| Celebrity Hairdresser's Tips: Blow Drying Your Hair! |
| Karen Marie Shelton |
| Revised 11/22/08 - Original Publication Date: 03/06/2006 - |
Introduction
Although blow
drying hair seems like it should be a simple
undertaking there can be a lot of hidden gotchas that result in home blow outs that
are less than salon perfect.
Why? I
asked three famous hair pros -
Ken Paves (Jessica Simpson,
Eva Longoria, Brittany Murphy),
Robert Hallowell
(Courteney Cox Lucy Liu, Geena Davis, Mary Louise Parker,
Jennifer Love Hewitt) and Paul Mitchell Premiere
Educator,
Barbara
Lhotan, to share their
blow drying secrets.
I specifically asked each of the hair
experts why blow outs, whether to
create straight, curly or wavy styles,
always seem to look so much better when done
by a professional.
Ken Paves who wears his famous red blow
dryer literally slung like a gun from his
belt explained that "the trick to perfect
blow outs is using the right styling
products and learning how to use the right
sized brushes in conjunction with the blow
dryer for the desired results".
Robert Hallowell commented that "there are
lots of short cuts he uses every day" because
he works on the set of Commander In Chief in
a cramped little hair and makeup trailer and
that "perfect blow outs take lots of
practice, which professionals have because
they blow dry hair every day". Robert
pointed out that it is "always easier to get
great blow outs when someone else is doing
them for you".
Barbara Lhotan laughed and
confessed that "even she doesn't get her
hair as stick straight or sleek as when it
is done by a fellow stylist". The reason?
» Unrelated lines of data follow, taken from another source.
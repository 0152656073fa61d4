use thiserror::Error;

#[derive(Debug, Error)]
pub enum Error {
    #[error("unsupported algorithm: {0}")]
    UnsupportedAlgorithm(String),
    #[error("invalid key length")]
    InvalidKey,
    #[error("bcrypt: {0}")]
    Bcrypt(String),
    #[error(transparent)]
    Io(#[from] std::io::Error),
}

pub type Result<T> = std::result::Result<T, Error>;
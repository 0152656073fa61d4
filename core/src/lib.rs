//! Core tags and shared types for the hashlab engine.

pub mod algorithm;
pub mod error;

pub use algorithm::{Algorithm, HashKind};
pub use error::{Error, Result};

pub const fn version() -> &'static str {
    env!("CARGO_PKG_VERSION")
}

#[cfg(test)]
mod tests {
    use super::*;

    #[test]
    fn version_is_set() {
        assert!(!version().is_empty());
    }
}
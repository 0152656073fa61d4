//! Deterministic candidate corpus used to seed the precomputed lookup tables.
//!
//! Sections are emitted in a fixed precedence (curated words, keyboard walks,
//! numbers, hex bytes, prefixed numbers, dates, core-word variants). The corpus
//! is de-duplicated keeping the first occurrence and capped at
//! [`WordlistOptions::max_candidates`], so truncation always drops the tail.

use serde::Deserialize;
use std::collections::HashSet;
use std::ops::RangeInclusive;

mod words;

pub use words::{CORE_WORDS, CURATED, KEYBOARD_WALKS, PATTERN_AFFIXES};

#[derive(Debug, Clone, PartialEq, Eq, Deserialize)]
#[serde(default)]
pub struct WordlistOptions {
    pub max_candidates: usize,
    /// Largest plain number emitted.
    pub numeric_max: u32,
    /// Largest byte value emitted as two-digit hex.
    pub hex_max: u8,
    /// Largest number combined with the affix set.
    pub pattern_max: u32,
    pub year_start: u16,
    pub year_end: u16,
}

impl Default for WordlistOptions {
    fn default() -> Self {
        WordlistOptions {
            max_candidates: 50_000,
            numeric_max: 9_999,
            hex_max: 255,
            pattern_max: 999,
            year_start: 1970,
            year_end: 2030,
        }
    }
}

impl WordlistOptions {
    pub fn years(&self) -> RangeInclusive<u16> { self.year_start..=self.year_end }
}

struct Corpus {
    seen: HashSet<String>,
    out: Vec<String>,
    cap: usize,
}

impl Corpus {
    fn new(cap: usize) -> Self {
        Corpus { seen: HashSet::new(), out: Vec::new(), cap }
    }

    fn full(&self) -> bool { self.out.len() >= self.cap }

    fn push(&mut self, s: String) {
        if self.full() { return; }
        if self.seen.insert(s.clone()) {
            self.out.push(s);
        }
    }

    fn extend<I: IntoIterator<Item = String>>(&mut self, it: I) {
        for s in it {
            if self.full() { break; }
            self.push(s);
        }
    }
}

/// Build the candidate corpus. Same options, same sequence.
pub fn build(opts: &WordlistOptions) -> Vec<String> {
    let mut c = Corpus::new(opts.max_candidates);

    c.extend(CURATED.iter().map(|w| w.to_string()));
    c.extend(KEYBOARD_WALKS.iter().map(|w| w.to_string()));

    for i in 0..=opts.numeric_max {
        if c.full() { break; }
        c.push(i.to_string());
        if i <= 99 { c.push(format!("{:02}", i)); }
        if i <= 999 { c.push(format!("{:03}", i)); }
        if i <= 9_999 { c.push(format!("{:04}", i)); }
    }

    for b in 0..=opts.hex_max {
        c.push(format!("{:02x}", b));
        c.push(format!("{:02X}", b));
    }

    for affix in PATTERN_AFFIXES {
        c.extend((0..=opts.pattern_max).map(|n| format!("{}{}", affix, n)));
        c.extend((0..=opts.pattern_max).map(|n| format!("{}{}", n, affix)));
    }

    for year in opts.years() {
        for month in 1..=12u8 {
            c.push(format!("{}{:02}", year, month));
            c.push(format!("{:02}{}", month, year));
            c.push(format!("{}-{:02}", year, month));
            c.push(format!("{:02}/{}", month, year));
        }
    }

    for word in CORE_WORDS {
        c.extend(variants(word));
    }

    tracing::debug!(candidates = c.out.len(), cap = opts.max_candidates, "wordlist built");
    c.out
}

/// Case, suffix and leetspeak variants of one word, in emission order.
pub fn variants(word: &str) -> Vec<String> {
    let lower = word.to_lowercase();
    let upper = word.to_uppercase();
    let cap = capitalize(&lower);
    let mut out = vec![lower.clone(), upper, cap.clone()];
    for base in [&lower, &cap] {
        out.push(format!("{}!", base));
        out.push(format!("{}123", base));
        out.push(format!("{}1", base));
        out.push(format!("123{}", base));
    }
    out.push(leetspeak(&lower));
    out
}

pub fn capitalize(s: &str) -> String {
    let mut chars = s.chars();
    match chars.next() {
        Some(first) => first.to_uppercase().chain(chars).collect(),
        None => String::new(),
    }
}

/// Fixed substitution a→4 e→3 i→1 o→0 s→5 t→7.
pub fn leetspeak(s: &str) -> String {
    s.chars()
        .map(|ch| match ch {
            'a' => '4',
            'e' => '3',
            'i' => '1',
            'o' => '0',
            's' => '5',
            't' => '7',
            other => other,
        })
        .collect()
}

/// Line count and distinct-entry count of a wordlist file's content.
pub fn wordlist_stats(content: &str) -> (usize, usize) {
    let mut total = 0usize;
    let mut set = HashSet::new();
    for line in content.lines() {
        let w = line.trim();
        if w.is_empty() || w.starts_with('#') { continue; }
        total += 1;
        set.insert(w);
    }
    (total, set.len())
}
There are several reasons and secrets about
blow drying that Barbara (along with Ken and
Robert) agreed to share in the steps below:
1. Proper Direction of Blow
Dryer Air Flow.
Barbara explained that to get that super
sleek straight look the air flow from the
blow dryer needs to be directed "down" the
hair shaft from the roots until the ends.
That may
sound relatively simple but in reality it
means that you need to elevate the nozzle of
the blow dryer above your head. Not
only is this a challenging task for some
short armed people, it can be quite tiring
to hold a blow dryer up above your head for
an extended period of time.
Barbara
suggests sitting on a chair and holding
the blow dryer over the top of your head and
directing the air flow down the shaft does
make it easier on the arms.
Robert agreed that directing the air flow
"down the hair shaft" is key. He
explained that when he blow dries his
celebrity clients on set he has them sit in
a chair and he stands over them and blow
dries from the top down. Thus his arms
take all the abuse. He also agrees
that when people are blow drying at home,
they should find a way to comfortably
position the dryer over the head so that air
flow will be directed down.
2. Learning
Balance Between Blow Dryer & Styling Tools.
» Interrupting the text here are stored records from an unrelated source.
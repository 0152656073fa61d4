use dashmap::mapref::entry::Entry;
use dashmap::DashMap;
use hashlab_core::Algorithm;

/// Runtime-learned digest → plaintext maps, one per algorithm.
///
/// Entries are append-only and the first writer wins. Inserts go through the
/// shard-locked entry API, so a reader never sees a partially written pair.
#[derive(Debug)]
pub struct DynamicCache {
    tables: [DashMap<String, String>; 4],
}

impl Default for DynamicCache {
    fn default() -> Self { Self::new() }
}

impl DynamicCache {
    pub fn new() -> Self {
        DynamicCache { tables: std::array::from_fn(|_| DashMap::new()) }
    }

    /// Record `digest → plaintext` unless the digest is already known.
    /// Returns whether a new entry was inserted.
    pub fn learn(&self, algorithm: Algorithm, digest: &str, plaintext: &str) -> bool {
        let key = crate::normalize(digest);
        match self.tables[algorithm.index()].entry(key) {
            Entry::Occupied(_) => false,
            Entry::Vacant(v) => {
                v.insert(plaintext.to_string());
                true
            }
        }
    }

    /// `digest` must already be normalized.
    pub fn get(&self, algorithm: Algorithm, digest: &str) -> Option<String> {
        self.tables[algorithm.index()].get(digest).map(|v| v.value().clone())
    }

    pub fn len(&self, algorithm: Algorithm) -> usize {
        self.tables[algorithm.index()].len()
    }
}

#[cfg(test)]
mod tests {
    use super::*;
    use std::sync::Arc;

    #[test]
    fn first_write_wins() {
        let c = DynamicCache::new();
        assert!(c.learn(Algorithm::Sha1, "ABCD", "first"));
        assert!(!c.learn(Algorithm::Sha1, "abcd", "second"));
        assert_eq!(c.get(Algorithm::Sha1, "abcd").as_deref(), Some("first"));
        assert_eq!(c.len(Algorithm::Sha1), 1);
        assert_eq!(c.len(Algorithm::Md5), 0);
        assert_eq!(c.get(Algorithm::Md5, "abcd"), None);
    }

    #[test]
    fn concurrent_learners_agree_on_one_value() {
        let c = Arc::new(DynamicCache::new());
        let handles: Vec<_> = (0..8)
            .map(|i| {
                let c = c.clone();
                std::thread::spawn(move || c.learn(Algorithm::Md5, "ff", &format!("writer{}", i)))
            })
            .collect();
        let inserted = handles.into_iter().map(|h| h.join().unwrap()).filter(|b| *b).count();
        assert_eq!(inserted, 1);
        let v = c.get(Algorithm::Md5, "ff").unwrap();
        assert!(v.starts_with("writer"));
    }
}
//! Request handling on top of the lookup engine and digest primitives.
//!
//! Every digest this layer computes for md5/sha1/sha256/sha512 is fed back into
//! the engine's learning cache, so anything generated here becomes reversible.

use anyhow::{anyhow, Result};
use digests::GenerateKind;
use hashlab_core::{Algorithm, HashKind};
use lookup::{BatchRecord, LookupEngine, TableStats};
use serde::Serialize;
use std::collections::BTreeMap;
use std::path::Path;
use std::sync::Arc;
use time::format_description::well_known::Rfc3339;
use time::OffsetDateTime;

fn now_rfc3339() -> String {
    OffsetDateTime::now_utc().format(&Rfc3339).unwrap_or_else(|_| String::new())
}

#[derive(Debug, Clone, Serialize)]
#[serde(rename_all = "camelCase")]
pub struct Generated {
    pub hash_results: BTreeMap<String, String>,
    #[serde(skip_serializing_if = "Option::is_none")]
    pub file_name: Option<String>,
    #[serde(skip_serializing_if = "Option::is_none")]
    pub file_size: Option<u64>,
    pub generated_at: String,
}

#[derive(Debug, Clone, Serialize)]
pub struct BatchItem {
    pub input: String,
    pub hashes: BTreeMap<String, String>,
}

#[derive(Debug, Clone, Serialize)]
pub struct BatchGenerated {
    pub results: Vec<BatchItem>,
}

#[derive(Debug, Clone, PartialEq, Eq, Serialize)]
#[serde(rename_all = "camelCase")]
pub struct LookupResponse {
    pub found: bool,
    pub original_value: Option<String>,
    pub hash_type: HashKind,
}

#[derive(Debug, Clone, Serialize)]
pub struct CompareResponse {
    #[serde(rename = "match")]
    pub matched: bool,
}

#[derive(Debug, Clone, Serialize)]
#[serde(rename_all = "camelCase")]
pub struct ValidateResponse {
    pub valid: bool,
    pub detected_type: HashKind,
    pub length: usize,
    pub format: &'static str,
}

#[derive(Debug, Clone, Serialize)]
#[serde(rename_all = "camelCase")]
pub struct HmacResponse {
    pub hmac: String,
    pub algorithm: Algorithm,
    pub key_length: usize,
}

#[derive(Clone)]
pub struct HashService {
    engine: Arc<LookupEngine>,
    bcrypt_cost: u32,
}

impl HashService {
    pub fn new(engine: Arc<LookupEngine>, bcrypt_cost: u32) -> Self {
        HashService { engine, bcrypt_cost }
    }

    pub fn engine(&self) -> &LookupEngine { &self.engine }

    fn hash_text(&self, text: &str, kinds: &[GenerateKind]) -> Result<BTreeMap<String, String>> {
        let mut out = BTreeMap::new();
        for &k in kinds {
            let digest = match k {
                GenerateKind::Plain(a) => {
                    let d = digests::digest_hex(a, text.as_bytes());
                    self.engine.learn(a, &d, text);
                    d
                }
                GenerateKind::Bcrypt => digests::bcrypt_hash(text, self.bcrypt_cost)?,
            };
            out.insert(k.name().to_string(), digest);
        }
        Ok(out)
    }

    /// Digest `text` with each requested type. Unrecognised type names are skipped.
    pub fn generate_text<S: AsRef<str>>(&self, text: &str, types: &[S]) -> Result<Generated> {
        if text.is_empty() || types.is_empty() {
            return Err(anyhow!("Invalid input"));
        }
        let hash_results = self.hash_text(text, &digests::parse_kinds(types))?;
        Ok(Generated { hash_results, file_name: None, file_size: None, generated_at: now_rfc3339() })
    }

    /// Digest a file's bytes. The learned plaintext is the file *name*, not its
    /// content; bcrypt is not offered for files.
    pub fn generate_file<S: AsRef<str>>(&self, path: &Path, types: &[S]) -> Result<Generated> {
        if types.is_empty() {
            return Err(anyhow!("File and hash types required"));
        }
        let size = std::fs::metadata(path)?.len();
        let file_name = path
            .file_name()
            .map(|n| n.to_string_lossy().into_owned())
            .unwrap_or_else(|| path.to_string_lossy().into_owned());
        let mut hash_results = BTreeMap::new();
        for k in digests::parse_kinds(types) {
            if let GenerateKind::Plain(a) = k {
                let d = digests::digest_file(a, path)?;
                self.engine.learn(a, &d, &file_name);
                hash_results.insert(a.name().to_string(), d);
            }
        }
        Ok(Generated { hash_results, file_name: Some(file_name), file_size: Some(size), generated_at: now_rfc3339() })
    }

    pub fn generate_batch<I: AsRef<str>, S: AsRef<str>>(&self, inputs: &[I], types: &[S]) -> Result<BatchGenerated> {
        if types.is_empty() {
            return Err(anyhow!("Invalid inputs or hash types"));
        }
        let kinds = digests::parse_kinds(types);
        let mut results = Vec::with_capacity(inputs.len());
        for input in inputs {
            let input = input.as_ref();
            results.push(BatchItem { input: input.to_string(), hashes: self.hash_text(input, &kinds)? });
        }
        Ok(BatchGenerated { results })
    }

    pub fn lookup(&self, hash: &str) -> Result<LookupResponse> {
        if hash.trim().is_empty() {
            return Err(anyhow!("Hash required"));
        }
        let (kind, result) = self.engine.lookup_detailed(hash);
        let hash_type = match &result {
            lookup::LookupResult::Found { algorithm, .. } => (*algorithm).into(),
            lookup::LookupResult::NotFound => kind,
        };
        Ok(LookupResponse {
            found: result.is_found(),
            original_value: result.plaintext().map(str::to_string),
            hash_type,
        })
    }

    /// Decode a JSON array as received from a client. Non-string and blank
    /// elements produce no record, so positions do not line up with the input.
    pub fn batch_decode(&self, values: &[serde_json::Value]) -> Vec<BatchRecord> {
        let hashes: Vec<&str> = values.iter().filter_map(serde_json::Value::as_str).collect();
        self.engine.lookup_batch(&hashes)
    }

    pub fn stats(&self) -> Vec<TableStats> { self.engine.stats() }
}

pub fn compare(hash1: &str, hash2: &str) -> Result<CompareResponse> {
    if hash1.is_empty() || hash2.is_empty() {
        return Err(anyhow!("Both hashes required"));
    }
    Ok(CompareResponse { matched: detect::compare(hash1, hash2) })
}

/// An unrecognised `kind` falls back to autodetection.
pub fn validate(hash: &str, kind: Option<&str>) -> Result<ValidateResponse> {
    if hash.is_empty() {
        return Err(anyhow!("Hash is required"));
    }
    let expected = kind.and_then(|k| k.parse::<HashKind>().ok()).filter(|k| *k != HashKind::Unknown);
    let v = detect::validate(hash, expected);
    Ok(ValidateResponse {
        valid: v.valid,
        detected_type: v.detected_type,
        length: v.length,
        format: if v.valid { "valid" } else { "invalid" },
    })
}

pub fn hmac(message: &str, key: &str, algorithm: Option<&str>) -> Result<HmacResponse> {
    if message.is_empty() || key.is_empty() {
        return Err(anyhow!("Message and key are required"));
    }
    let algorithm: Algorithm = algorithm.unwrap_or("sha256").parse()?;
    let hmac = digests::hmac_hex(algorithm, key.as_bytes(), message.as_bytes())?;
    Ok(HmacResponse { hmac, algorithm, key_length: key.len() })
}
Another trick, according to Ken Paves,
hairdresser to Jessica Simpson, "is learning
to skillfully utilize a brush and a blow
dryer at the same time". Many people
have to practice using a brush in one hand
and a dryer in the other in such a manner as
to be able to successfully anchor the
section of hair being dried with the brush
while still directing air flow from the top
down.
Ken's secret? "Practice, practice, practice".
Celebrity
hairdresser, Robert
Hallowell recommends the "divide
and conquer" method. By dividing hair
into several manageable sections that are
2-4 inches in thickness, the rest of the
hair can be "clipped out of the way" and
there is less hair to worry about for the
moment. This allows easier co-ordination
between a brush and blow dryer because less
hair is in play at any one time.
Some hair
experts recommend that you separate hair
into only 3-4 major sections. Others
recommend a lot of little sections that are
only 2-4 inches in width.
Barbara
said that "ultimately it is best to
work in a way that provides the best results
for your hair type and texture and gives you
the best control of your tools" That
means that you should decide for yourself
how many sections of hair to create.
3. Pro's Blow
Drying Tricks
While it may
seem that hairdressers can blow dry hair
very quickly, the reason, Barbara
explains "is because they blow dry hair
every day for hours". Over time, they
get very fast and efficient at using their
blow dryers and can make even the most
challenging hair behave.
Consumers who
blow dry at home need to understand that a
perfect blow out, whether for a straight,
curly or wavy look, takes time.
Whether you're using a paddle brush to
achieve stick straight hair or a long finger
diffuser attachment to encourage curls and
waves, Barbara advises that you go very
slowly and focus on each individual section
of hair before moving to the next one.
Allow plenty
of time to blow dry so that you create your
dream style. Speed blow drying can
cause frizz and other issues to pop up.
4. Prep Tresses By Texture Type
Barbara noted
that "the products you use on your hair
before you blow dry can make all the
difference in the results". A major
consideration for selecting the proper
products is your type, texture and condition
of your hair. Ken and Robert agreed.
Listed below is a
general overview of hair textures and
recommended blow drying products.
Fine and thin strands
do better with lighter products such as
mousse or gel mousse combinations.
Medium textured hair
can behave well with lighter products such
as mousse or gel mousse as well as with
regular gel, glaze, liquids and creams.
Thickly textured hair
needs heavier products such as extra
strength mousse, gel, creams or wax.
5.
Select Best Styling Products
Additionally, the three
experts made recommendations according to
desired blow out texture (straight, curly,
wavy).
For stick
straight blow outs, utilize temporary
straightening products such as straightening
creams, gels, balms, glaze or other liquids.
Enhance curls
with products designed to give them body and
definition.
Encourage Natural
Waves
with Mousse,
gel/mousse and gel products.
Keep in mind
that the less styling products that you use,
the softer the set.
All three experts
suggest that you use a heat protectant
product if hair is prone to damage.
6. Utilizing The Proper Brush &
Attachments
Ken, Robert and Barbara agreed that hair
consumers should "always use
the highest quality brush possible".
Since hair is most fragile when wet,
extra care should be taken when styling wet
or damp strands. When possible, use a natural
boar's bristle brush or similar.
Remember that
a paddle brush is for blow drying straight
styles while a round brush is for
encouraging bend, volume and texture.
Vary the size of the brush "head" according
to how much hair you are working with and
how loose or tight you want the look or
texture.
When the goal
is to blow dry straight, Robert Hallowell
recommends using "a good quality boar's
bristle paddle style brush because it
covers the most hair territory at one time
and cuts down in drying time". When
using a paddle brush, Robert finds that he
can work with "bigger individual sections"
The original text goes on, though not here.